--- Data records ---

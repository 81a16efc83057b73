//! HTTP handlers for the product catalog

use axum::{
    extract::{Path, State},
    http::StatusCode,
    Json,
};
use uuid::Uuid;

use crate::error::AppResult;
use crate::handlers::require_admin;
use crate::middleware::CurrentUser;
use crate::services::products::{ProductInput, ProductService, ProductWithSkus};
use crate::AppState;

/// Create a product with its SKUs
pub async fn create_product(
    State(state): State<AppState>,
    current_user: CurrentUser,
    Json(input): Json<ProductInput>,
) -> AppResult<(StatusCode, Json<ProductWithSkus>)> {
    require_admin(&current_user)?;
    let service = ProductService::new(state.db);
    let product = service.create(input).await?;
    Ok((StatusCode::CREATED, Json(product)))
}

/// List products with their SKUs
pub async fn list_products(
    State(state): State<AppState>,
    _current_user: CurrentUser,
) -> AppResult<Json<Vec<ProductWithSkus>>> {
    let service = ProductService::new(state.db);
    let products = service.list().await?;
    Ok(Json(products))
}

/// Fetch one product
pub async fn get_product(
    State(state): State<AppState>,
    _current_user: CurrentUser,
    Path(product_id): Path<Uuid>,
) -> AppResult<Json<ProductWithSkus>> {
    let service = ProductService::new(state.db);
    let product = service.get(product_id).await?;
    Ok(Json(product))
}

/// Update a product and reconcile its SKU set
pub async fn update_product(
    State(state): State<AppState>,
    current_user: CurrentUser,
    Path(product_id): Path<Uuid>,
    Json(input): Json<ProductInput>,
) -> AppResult<Json<ProductWithSkus>> {
    require_admin(&current_user)?;
    let service = ProductService::new(state.db);
    let product = service.update(product_id, input).await?;
    Ok(Json(product))
}

/// Delete a product
pub async fn delete_product(
    State(state): State<AppState>,
    current_user: CurrentUser,
    Path(product_id): Path<Uuid>,
) -> AppResult<StatusCode> {
    require_admin(&current_user)?;
    let service = ProductService::new(state.db);
    service.delete(product_id).await?;
    Ok(StatusCode::NO_CONTENT)
}
//! Inventory ledger tests
//!
//! Covers the append-only balance fold: signed contributions, order
//! independence, unknown-type handling, absolute stock corrections, and
//! low-stock selection.

use chrono::Utc;
use proptest::prelude::*;
use shared::ledger::{
    compute_balances, compute_sku_balances, low_stock, plan_stock_correction, signed_delta,
    LOW_STOCK_THRESHOLD,
};
use shared::models::{InventoryEvent, InventoryEventType};
use uuid::Uuid;

fn event(distributor: Uuid, sku: Uuid, event_type: &str, quantity: i64) -> InventoryEvent {
    InventoryEvent {
        id: Uuid::new_v4(),
        distributor_id: distributor,
        sku_id: sku,
        event_type: event_type.to_string(),
        quantity,
        event_date: Utc::now(),
    }
}

// ============================================================================
// Unit Tests
// ============================================================================

mod unit_tests {
    use super::*;

    #[test]
    fn inbound_types_add_and_outbound_types_subtract() {
        assert_eq!(signed_delta(InventoryEventType::In, 10), 10);
        assert_eq!(signed_delta(InventoryEventType::Opening, 10), 10);
        assert_eq!(signed_delta(InventoryEventType::Return, 10), 10);
        assert_eq!(signed_delta(InventoryEventType::Sent, 10), -10);
        assert_eq!(signed_delta(InventoryEventType::Sold, 10), -10);
    }

    #[test]
    fn balances_are_keyed_by_distributor_and_sku() {
        let d1 = Uuid::new_v4();
        let d2 = Uuid::new_v4();
        let s = Uuid::new_v4();
        let events = vec![
            event(d1, s, "IN", 100),
            event(d2, s, "IN", 40),
            event(d1, s, "SOLD", 25),
        ];

        let report = compute_balances(&events);
        assert_eq!(report.balances[&(d1, s)], 75);
        assert_eq!(report.balances[&(d2, s)], 40);
    }

    #[test]
    fn unknown_event_types_warn_without_changing_balances() {
        let d = Uuid::new_v4();
        let s = Uuid::new_v4();
        let events = vec![
            event(d, s, "IN", 50),
            event(d, s, "SHRINKAGE", 30),
            event(d, s, "SOLD", 20),
        ];

        let report = compute_sku_balances(&events);
        assert_eq!(report.balances[&s], 30);
        assert_eq!(report.warnings.len(), 1);
        assert_eq!(report.warnings[0].event_type, "SHRINKAGE");
    }

    #[test]
    fn oversold_sku_reports_negative_balance() {
        let d = Uuid::new_v4();
        let s = Uuid::new_v4();
        let events = vec![event(d, s, "IN", 10), event(d, s, "SOLD", 18)];

        let report = compute_sku_balances(&events);
        assert_eq!(report.balances[&s], -8);
    }

    #[test]
    fn correction_appends_rather_than_rewriting() {
        // Lowering 40 -> 15 plans a SOLD 25, never an edit of history.
        let plan = plan_stock_correction(40, 15).unwrap();
        assert_eq!(plan.event_type, InventoryEventType::Sold);
        assert_eq!(plan.quantity, 25);

        // Raising -5 -> 0 recovers from an oversold state with an IN.
        let plan = plan_stock_correction(-5, 0).unwrap();
        assert_eq!(plan.event_type, InventoryEventType::In);
        assert_eq!(plan.quantity, 5);

        assert!(plan_stock_correction(7, 7).is_none());
    }

    #[test]
    fn low_stock_orders_worst_first() {
        let keys: Vec<Uuid> = (0..4).map(|_| Uuid::new_v4()).collect();
        let balances = [
            (keys[0], 120),
            (keys[1], 3),
            (keys[2], -10),
            (keys[3], 49),
        ]
        .into_iter()
        .collect();

        let low = low_stock(&balances, LOW_STOCK_THRESHOLD, 2);
        assert_eq!(low.len(), 2);
        assert_eq!(low[0], (keys[2], -10));
        assert_eq!(low[1], (keys[1], 3));
    }
}

// ============================================================================
// Property Tests
// ============================================================================

mod property_tests {
    use super::*;

    fn arb_event_type() -> impl Strategy<Value = &'static str> {
        prop_oneof![
            Just("IN"),
            Just("OPENING"),
            Just("SENT"),
            Just("SOLD"),
            Just("RETURN"),
        ]
    }

    proptest! {
        #![proptest_config(ProptestConfig::with_cases(100))]

        /// The fold is a sum: permuting the ledger never changes balances.
        #[test]
        fn balance_is_independent_of_event_order(
            specs in prop::collection::vec((arb_event_type(), 1i64..1000), 1..40),
            seed in any::<u64>(),
        ) {
            let d = Uuid::new_v4();
            let s = Uuid::new_v4();
            let events: Vec<InventoryEvent> = specs
                .iter()
                .map(|(t, q)| event(d, s, t, *q))
                .collect();

            let mut shuffled = events.clone();
            // Deterministic shuffle driven by the seed.
            for i in (1..shuffled.len()).rev() {
                let j = (seed
                    .wrapping_add(i as u64)
                    .wrapping_mul(0x9E37_79B9_7F4A_7C15)
                    % (i as u64 + 1)) as usize;
                shuffled.swap(i, j);
            }

            prop_assert_eq!(
                compute_sku_balances(&events).balances,
                compute_sku_balances(&shuffled).balances
            );
        }

        /// Balance always equals inbound total minus outbound total.
        #[test]
        fn balance_matches_signed_sum(
            specs in prop::collection::vec((arb_event_type(), 1i64..1000), 0..40),
        ) {
            let d = Uuid::new_v4();
            let s = Uuid::new_v4();
            let events: Vec<InventoryEvent> = specs
                .iter()
                .map(|(t, q)| event(d, s, t, *q))
                .collect();

            let expected: i64 = events
                .iter()
                .map(|e| signed_delta(e.kind().unwrap(), e.quantity))
                .sum();

            let report = compute_sku_balances(&events);
            prop_assert_eq!(report.balances.get(&s).copied().unwrap_or(0), expected);
        }

        /// Applying the planned correction always lands exactly on target.
        #[test]
        fn correction_reaches_target(current in -5000i64..5000, target in 0i64..5000) {
            match plan_stock_correction(current, target) {
                Some(plan) => {
                    prop_assert!(plan.quantity > 0);
                    let landed = current + signed_delta(plan.event_type, plan.quantity);
                    prop_assert_eq!(landed, target);
                }
                None => prop_assert_eq!(current, target),
            }
        }

        /// Every selected entry is below threshold and the list is ascending.
        #[test]
        fn low_stock_selection_is_sound(
            balances in prop::collection::btree_map(any::<u64>(), -200i64..200, 0..30),
            threshold in -50i64..100,
            n in 0usize..10,
        ) {
            let low = low_stock(&balances, threshold, n);
            prop_assert!(low.len() <= n);
            for window in low.windows(2) {
                prop_assert!(window[0].1 <= window[1].1);
            }
            for (key, balance) in &low {
                prop_assert!(*balance < threshold);
                prop_assert_eq!(balances[key], *balance);
            }
        }
    }
}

---

• [Problem requirements] Reproduce, exactly as they stand in the data above, the lines from the one that holds "assert_eq!(report.balances[&s], -8);" to the one that holds "let plan = plan_stock_correction(40, 15).unwrap();", inclusive.

• [Answer section]
        assert_eq!(report.balances[&s], -8);
    }

    #[test]
    fn correction_appends_rather_than_rewriting() {
        // Lowering 40 -> 15 plans a SOLD 25, never an edit of history.
        let plan = plan_stock_correction(40, 15).unwrap();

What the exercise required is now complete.